The 2016 mayhem at a New Year's celebration in Germany's Cologne prompted lots of discomfort over the refugee influxes. Many pointed the finger at young migrants for starting the trouble. The January and November, 2015 terror attacks in Paris had already prompted France and other Western governments to stand united against the IS. The mayhem in Cologne blamed on rowdy refuge-seeking youths after the mindless terror attacks in Paris seemed to have sealed the fate of the migrants. Young militants linked to IS were found to have been behind the planning and execution of the two Paris assaults. For some, the much-dreaded suspicion finally proved correct: scores of militants entered the European mainland in the guise of wretched migrants. As a consequence, the door was shut on the refugees, most of whom were genuine migrants fleeing devastating wars and poverty back home.
In just a year, migrant-related events took a few quirky turns in Europe. Analysts searched for causes lying in the past.  While dwelling on the rise of IS extremism in Iraq, a senior international correspondent for CNN offered a reminiscence last week. He recalls the days back in the 1990s, when Saddam Hussein's Iraq was struggling under UN sanctions after it had invaded Kuwait. During this time, he says, a senior Iraqi government official would often tell him at his office in Baghdad, "Someday, a new generation of Iraqis will come with a hatred you won't be able to imagine." That official would also say, "We older Iraqis still have positive memories of the West, but they will have only hate. Remember my words."
Halfway through the year of 2016, the European scenario is virtually one of migrant-hostile. The earlier angst and dread over the Europe-bound rush of refugees are largely gone. But in an ironical twist of reality, hundreds of Middle Eastern refugee-carrying boats keep sailing towards the European coasts. Some are intercepted by patrolling navy personnel from the nearby countries; some get caught in storms or meet accidents due to overload or mechanical failures. The European destinations have long ceased to be tempting for the war-displaced and economic migrants. But the sight of hundreds of refuge-seekers from the war-ravaged Middle Eastern and northern African countries still crossing the Mediterranean turns out to be an enigma. The European destinations have been made off-limits, but the desperate voyages have not stopped.    International agencies dealing with illegal migrations point to the network of human smugglers for the unabated refugee influxes. The traffickers have been active since the crisis began in 2014. Their temptations and acts of coercion and brutalities during the voyages only add to the migrants' sufferings.

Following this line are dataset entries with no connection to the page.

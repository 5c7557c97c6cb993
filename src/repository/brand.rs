use chrono::Utc;
use sea_orm::{
    ActiveModelTrait, ColumnTrait, ConnectionTrait, DbErr, EntityTrait, QueryFilter, QueryOrder,
    Set,
};
use uuid::Uuid;

use crate::entities::brand::{self, Entity as BrandEntity};

pub struct NewBrand {
    pub name: String,
    pub slug: String,
    pub logo_url: Option<String>,
    pub description: Option<String>,
    pub is_active: bool,
}

pub async fn find_by_id<C>(db: &C, id: Uuid) -> Result<Option<brand::Model>, DbErr>
where
    C: ConnectionTrait,
{
    BrandEntity::find_by_id(id).one(db).await
}

pub async fn find_by_slug<C>(db: &C, slug: &str) -> Result<Option<brand::Model>, DbErr>
where
    C: ConnectionTrait,
{
    BrandEntity::find()
        .filter(brand::Column::Slug.eq(slug))
        .one(db)
        .await
}

pub async fn find_all_active<C>(db: &C) -> Result<Vec<brand::Model>, DbErr>
where
    C: ConnectionTrait,
{
    BrandEntity::find()
        .filter(brand::Column::IsActive.eq(true))
        .order_by_asc(brand::Column::Name)
        .all(db)
        .await
}

pub async fn insert<C>(db: &C, new: NewBrand) -> Result<brand::Model, DbErr>
where
    C: ConnectionTrait,
{
    let now = Utc::now();
    brand::ActiveModel {
        id: Set(Uuid::new_v4()),
        name: Set(new.name),
        slug: Set(new.slug),
        logo_url: Set(new.logo_url),
        description: Set(new.description),
        is_active: Set(new.is_active),
        created_at: Set(now),
        updated_at: Set(now),
    }
    .insert(db)
    .await
}

pub async fn delete_by_id<C>(db: &C, id: Uuid) -> Result<bool, DbErr>
where
    C: ConnectionTrait,
{
    let result = BrandEntity::delete_by_id(id).exec(db).await?;
    Ok(result.rows_affected > 0)
}
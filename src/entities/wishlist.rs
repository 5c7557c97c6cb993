use sea_orm::entity::prelude::*;
use serde::Serialize;

/// Owned either by a signed-in user or by a guest session.
#[derive(Clone, Debug, PartialEq, DeriveEntityModel, Serialize)]
#[sea_orm(table_name = "wishlists")]
pub struct Model {
    #[sea_orm(primary_key, auto_increment = false)]
    pub id: Uuid,
    #[sea_orm(indexed, nullable)]
    pub user_id: Option<Uuid>,
    #[sea_orm(column_type = "String(StringLen::N(100))", indexed, nullable)]
    pub session_id: Option<String>,
    pub product_id: Uuid,
    pub created_at: DateTimeUtc,
}

#[derive(Copy, Clone, Debug, EnumIter, DeriveRelation)]
pub enum Relation {
    #[sea_orm(
        belongs_to = "super::user::Entity",
        from = "Column::UserId",
        to = "super::user::Column::Id",
        on_update = "Cascade",
        on_delete = "Cascade"
    )]
    User,
    #[sea_orm(
        belongs_to = "super::product::Entity",
        from = "Column::ProductId",
        to = "super::product::Column::Id",
        on_update = "Cascade",
        on_delete = "Cascade"
    )]
    Product,
}

impl Related<super::user::Entity> for Entity {
    fn to() -> RelationDef {
        Relation::User.def()
    }
}

impl Related<super::product::Entity> for Entity {
    fn to() -> RelationDef {
        Relation::Product.def()
    }
}

impl ActiveModelBehavior for ActiveModel {}
pub mod brand;
pub mod category;
pub mod category_brand;
pub mod product;
pub mod product_group;

use axum::{middleware::from_fn_with_state, Router};
use sea_orm::DatabaseConnection;
use std::sync::Arc;

use brand::admin_brand_router;
use category::admin_category_router;
use category_brand::admin_category_brand_router;
use product::admin_product_router;
use product_group::admin_product_group_router;

use crate::config::AppConfig;
use crate::entities::user::Role;
use crate::middleware::auth::{auth_middleware, AuthState};

pub fn admin_api_router(db: Arc<DatabaseConnection>, config: Arc<AppConfig>) -> Router {
    Router::new()
        .merge(admin_category_router(db.clone()))
        .merge(admin_brand_router(db.clone()))
        .merge(admin_product_group_router(db.clone()))
        .merge(admin_product_router(db.clone()))
        .merge(admin_category_brand_router(db.clone()))
        .route_layer(from_fn_with_state(
            AuthState {
                db,
                role: Role::Admin,
                secret: Arc::new(config.secret.clone()),
            },
            auth_middleware,
        ))
}
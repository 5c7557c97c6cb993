use axum::{
    extract::{Extension, Path, Query},
    http::StatusCode,
    response::Response,
    routing::get,
    Json, Router,
};
use sea_orm::DatabaseConnection;
use serde::{Deserialize, Serialize};
use std::sync::Arc;
use uuid::Uuid;

use super::product::ProductResponse;
use crate::entities::product_group::{self, Status};
use crate::middleware::logging::{to_response, ApiError};
use crate::repository::{
    product as product_repo,
    product_group::{self as product_group_repo, ProductGroupFilter},
};

pub fn product_group_router(db: Arc<DatabaseConnection>) -> Router {
    Router::new()
        .route("/product-groups", get(get_product_groups))
        .route("/product-groups/:slug", get(get_product_group))
        .layer(Extension(db))
}

async fn get_product_groups(
    Query(params): Query<GetProductGroupsQuery>,
    Extension(db): Extension<Arc<DatabaseConnection>>,
) -> Result<Response, ApiError> {
    let filter = ProductGroupFilter {
        category_id: params.category_id,
        brand_id: params.brand_id,
        featured_only: params.featured.unwrap_or(false),
        status: Some(Status::Active),
    };
    let response: Vec<ProductGroupResponse> =
        product_group_repo::find_filtered(db.as_ref(), &filter)
            .await?
            .into_iter()
            .map(ProductGroupResponse::new)
            .collect();
    Ok(to_response((StatusCode::OK, Json(response)), Ok(())))
}

async fn get_product_group(
    Path(slug): Path<String>,
    Extension(db): Extension<Arc<DatabaseConnection>>,
) -> Result<Response, ApiError> {
    let group = match product_group_repo::find_by_slug(db.as_ref(), &slug).await? {
        Some(group) if group.status == Status::Active => group,
        _ => {
            return Err(ApiError::NotFound(format!(
                "No product group with slug {} was found.",
                slug
            )))
        }
    };

    let variants: Vec<ProductResponse> =
        product_repo::find_by_product_group_id(db.as_ref(), group.id)
            .await?
            .into_iter()
            .filter(|variant| variant.status == Status::Active)
            .map(ProductResponse::new)
            .collect();

    let response = ProductGroupDetailResponse {
        group: ProductGroupResponse::new(group),
        variants,
    };
    Ok(to_response((StatusCode::OK, Json(response)), Ok(())))
}

//Struct
#[derive(Deserialize)]
struct GetProductGroupsQuery {
    category_id: Option<Uuid>,
    brand_id: Option<Uuid>,
    featured: Option<bool>,
}

#[derive(Serialize)]
pub struct ProductGroupResponse {
    id: Uuid,
    name: String,
    slug: String,
    description: Option<String>,
    category_id: Uuid,
    brand_id: Option<Uuid>,
    base_price: Option<i64>,
    status: Status,
    is_featured: bool,
    meta_title: Option<String>,
    meta_description: Option<String>,
}

impl ProductGroupResponse {
    pub fn new(value: product_group::Model) -> ProductGroupResponse {
        ProductGroupResponse {
            id: value.id,
            name: value.name,
            slug: value.slug,
            description: value.description,
            category_id: value.category_id,
            brand_id: value.brand_id,
            base_price: value.base_price,
            status: value.status,
            is_featured: value.is_featured,
            meta_title: value.meta_title,
            meta_description: value.meta_description,
        }
    }
}

#[derive(Serialize)]
struct ProductGroupDetailResponse {
    #[serde(flatten)]
    group: ProductGroupResponse,
    variants: Vec<ProductResponse>,
}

The great humanitarian catastrophe as it lies in 2016 shows little signs of abatement. The spectre of militant attacks in Europe has lately been getting uncannily more evident than ever before. Alongside, the suspected presence of terrorists in the midst of migrants has also emerged as a reality, both dreadful and distressing.
With the conflicting parties in Syria and Iraq celebrating pyrrhic gains, people displaced from the region appear to be making out little prospects for peace. For now, an accurate forecast about the migrants' fate remains shrouded in the haze of uncertainties.